▶ WORK REQUIRED: From the records below, print exactly the lines starting at the one containing "let mut endpoint" and ending at the one containing "client connected to", ends included, and nothing else.

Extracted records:
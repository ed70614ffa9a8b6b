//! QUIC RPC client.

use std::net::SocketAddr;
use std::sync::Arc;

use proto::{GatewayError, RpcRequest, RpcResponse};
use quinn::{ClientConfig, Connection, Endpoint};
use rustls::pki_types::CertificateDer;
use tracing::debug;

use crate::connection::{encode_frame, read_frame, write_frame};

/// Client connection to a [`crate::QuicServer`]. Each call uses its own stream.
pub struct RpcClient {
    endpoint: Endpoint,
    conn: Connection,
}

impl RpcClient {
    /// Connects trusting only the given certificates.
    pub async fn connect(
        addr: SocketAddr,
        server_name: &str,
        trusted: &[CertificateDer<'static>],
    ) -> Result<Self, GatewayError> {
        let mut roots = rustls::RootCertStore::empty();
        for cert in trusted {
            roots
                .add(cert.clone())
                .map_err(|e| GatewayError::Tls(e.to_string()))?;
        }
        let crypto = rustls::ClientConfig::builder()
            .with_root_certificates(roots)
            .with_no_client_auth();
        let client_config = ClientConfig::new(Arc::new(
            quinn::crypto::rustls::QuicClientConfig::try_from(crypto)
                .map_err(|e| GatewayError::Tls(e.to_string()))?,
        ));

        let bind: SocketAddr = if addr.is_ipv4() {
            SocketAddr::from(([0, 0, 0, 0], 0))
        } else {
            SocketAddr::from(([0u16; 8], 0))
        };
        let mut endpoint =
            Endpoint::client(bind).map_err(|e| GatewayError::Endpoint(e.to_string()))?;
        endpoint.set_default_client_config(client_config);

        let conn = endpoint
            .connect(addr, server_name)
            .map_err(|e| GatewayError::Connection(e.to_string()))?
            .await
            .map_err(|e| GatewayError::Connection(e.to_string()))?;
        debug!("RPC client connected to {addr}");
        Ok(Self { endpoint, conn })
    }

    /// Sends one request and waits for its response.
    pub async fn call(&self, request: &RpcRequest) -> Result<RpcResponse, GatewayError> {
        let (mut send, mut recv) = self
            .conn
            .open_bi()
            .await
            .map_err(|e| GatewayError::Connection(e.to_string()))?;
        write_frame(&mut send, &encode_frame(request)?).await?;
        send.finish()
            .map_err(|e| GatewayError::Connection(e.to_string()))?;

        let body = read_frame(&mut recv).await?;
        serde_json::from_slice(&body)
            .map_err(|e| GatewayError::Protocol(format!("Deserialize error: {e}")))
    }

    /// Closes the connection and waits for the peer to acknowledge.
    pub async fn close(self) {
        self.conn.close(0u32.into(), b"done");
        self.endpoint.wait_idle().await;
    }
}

▶ RESULT FOR THIS EXERCISE:
        let mut endpoint =
            Endpoint::client(bind).map_err(|e| GatewayError::Endpoint(e.to_string()))?;
        endpoint.set_default_client_config(client_config);

        let conn = endpoint
            .connect(addr, server_name)
            .map_err(|e| GatewayError::Connection(e.to_string()))?
            .await
            .map_err(|e| GatewayError::Connection(e.to_string()))?;
        debug!("RPC client connected to {addr}");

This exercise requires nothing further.